The proof is complete.${\gamma }_i(C_6\square C_n)$ □

For Example 6, in Figure 14, $2^{\prime }H,2^{″}H$-$1,1^{\prime }:1^{\prime },1^{″}:1^{″},1^{‴}$-$quaterphenyl$ can be modeled by $GBG(C_6,P_2;4)$, so $AB{C}_e(GBG(C_6,P_2;4))\approx 25.00131406$ and $G{A}_e(GBG(C_6,P_2;4))\approx 37.44953704$.

3. Conclusions

Topological indices are proven to be very helpful to test the chemical properties of new chemical or physical materials.
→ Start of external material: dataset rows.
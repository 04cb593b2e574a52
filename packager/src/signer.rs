// Copyright Amazon.com, Inc. or its affiliates. All Rights Reserved.
// SPDX-License-Identifier: MIT-0

//! Manifest signing inside the base image.
//!
//! The base image ships the Gramine toolchain, so signing runs there: a small
//! script is written to the working directory, mounted into a container
//! together with the key, the manifest and two output files, and its output
//! is parsed for the enclave measurement.
//!
//! The output files are created empty on the host before the run. Docker
//! bind-mounts a missing host path as a directory, so a file mount target
//! has to exist up front; other runtimes may not need this.

use std::path::{Path, PathBuf};

use crate::constants::{
    CONTAINER_HOSTNAME, CONTAINER_KEY_PATH, CONTAINER_MANIFEST_PATH, CONTAINER_SCRIPT_PATH,
    CONTAINER_SGX_MANIFEST_PATH, CONTAINER_SHELL, CONTAINER_SIGNATURE_PATH, CONTAINER_TOKEN_PATH,
    GRAMINE_BUILD_LIB_DIR, OUTPUT_SEPARATOR,
};
use crate::container::{ContainerRuntime, Mount, RunSpec};
use crate::errors::AppError;
use crate::models::{BaseImage, EnclaveTuning, SignedManifest};
use crate::parsers::{MeasurementParser, OutputParser};
use crate::process::CommandRunner;
use crate::session::WorkingSession;

/// Script executed inside the base image.
pub fn signing_script() -> String {
    format!(
        r#"#!/bin/sh
set -e
export PYTHONPATH="${{PYTHONPATH}}:$(find {lib} -type d -path '*/site-packages')"
export PKG_CONFIG_PATH="${{PKG_CONFIG_PATH}}:$(find {lib} -type d -path '*/pkgconfig')"
gramine-sgx-sign -k "{key}" -m "{manifest}" -o "{sgx}" -s "{sig}"
echo "{separator}"
gramine-sgx-get-token --sig "{sig}" --output "{token}"
"#,
        lib = GRAMINE_BUILD_LIB_DIR,
        key = CONTAINER_KEY_PATH,
        manifest = CONTAINER_MANIFEST_PATH,
        sgx = CONTAINER_SGX_MANIFEST_PATH,
        sig = CONTAINER_SIGNATURE_PATH,
        separator = OUTPUT_SEPARATOR,
        token = CONTAINER_TOKEN_PATH,
    )
}

/// Bind mounts for the signing container.
pub fn signing_mounts(session: &WorkingSession, key_path: &Path) -> Vec<Mount> {
    vec![
        Mount::read_only(key_path, CONTAINER_KEY_PATH),
        Mount::read_only(session.script_path(), CONTAINER_SCRIPT_PATH),
        Mount::read_only(session.manifest_path(), CONTAINER_MANIFEST_PATH),
        Mount::read_write(session.sgx_manifest_path(), CONTAINER_SGX_MANIFEST_PATH),
        Mount::read_write(session.signature_path(), CONTAINER_SIGNATURE_PATH),
    ]
}

pub fn signing_spec(
    session: &WorkingSession,
    image: &str,
    key_path: &Path,
    tuning: &EnclaveTuning,
) -> RunSpec {
    RunSpec {
        image: image.to_string(),
        name: None,
        entrypoint: Some(CONTAINER_SHELL.to_string()),
        hostname: Some(CONTAINER_HOSTNAME.to_string()),
        mounts: signing_mounts(session, key_path),
        env: tuning.env(),
        args: vec![CONTAINER_SCRIPT_PATH.to_string()],
    }
}

/// Resolves the signing key to an absolute, symlink-free path.
///
/// # Errors
///
/// Returns [`AppError::PreconditionError`] if the key does not exist or is
/// not a regular file.
pub async fn resolve_key_path(key_path: &Path) -> Result<PathBuf, AppError> {
    let resolved = tokio::fs::canonicalize(key_path).await.map_err(|err| {
        AppError::PreconditionError(format!(
            "signing key {} could not be resolved: {}",
            key_path.display(),
            err
        ))
    })?;

    let metadata = tokio::fs::metadata(&resolved).await?;
    if !metadata.is_file() {
        return Err(AppError::PreconditionError(format!(
            "signing key {} is not a file",
            resolved.display()
        )));
    }

    Ok(resolved)
}

/// Signs the manifest of `image` with the key at `key_path`.
///
/// # Errors
///
/// Returns [`AppError::PreconditionError`] if the runtime or the key is
/// missing, [`AppError::RunError`] if the signing container fails,
/// [`AppError::ParseError`] if the measurement is absent from its output and
/// [`AppError::ExtractionError`] if the signed outputs were left empty.
#[tracing::instrument(skip(runner, runtime, session, image, tuning), fields(image = %image.reference))]
pub async fn sign_manifest<R: CommandRunner>(
    runner: &R,
    runtime: &ContainerRuntime,
    session: &WorkingSession,
    image: &BaseImage,
    key_path: &Path,
    tuning: &EnclaveTuning,
) -> Result<SignedManifest, AppError> {
    runtime.ensure_available(runner).await?;

    let key_path = resolve_key_path(key_path).await?;
    tracing::debug!("[packager] signing with key {}", key_path.display());

    tokio::fs::write(session.script_path(), signing_script()).await?;
    tokio::fs::write(session.manifest_path(), &image.manifest).await?;
    tokio::fs::write(session.sgx_manifest_path(), b"").await?;
    tokio::fs::write(session.signature_path(), b"").await?;

    let spec = signing_spec(session, &image.reference, &key_path, tuning);
    let stdout = runtime.execute(runner, &spec).await?;

    let measurement = MeasurementParser.parse(&stdout)?;

    for output in [session.sgx_manifest_path(), session.signature_path()] {
        if tokio::fs::metadata(&output).await?.len() == 0 {
            return Err(AppError::ExtractionError(format!(
                "signing produced an empty {}",
                output.display()
            )));
        }
    }

    tracing::info!(
        "[packager] signed manifest: mrenclave={} mrsigner={}",
        measurement.mrenclave,
        measurement.mrsigner
    );

    Ok(SignedManifest {
        measurement,
        signed_manifest_path: session.sgx_manifest_path(),
        signature_path: session.signature_path(),
    })
}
To describe more kinds of long chain polymerization products than the bridge molecular graphs, we propose the generalized bridge molecular graph structures. In this paper, we focus on some generalized bridge molecular graphs such as $GBG(S_m,P_n;d)$ and $GBG(C_m,P_n;d)$ and give the formulas of the edge version ABC and GA indices of these generalized bridge molecular graphs. By demonstrating the calculation of real molecules, we find that some long chain molecular graphs can be quickly modeled and their topological indices can be calculated using generalized bridge molecular graphs. The results of this paper also offer promising prospects in the applications for chemical and material engineering, especially in chemical industry research.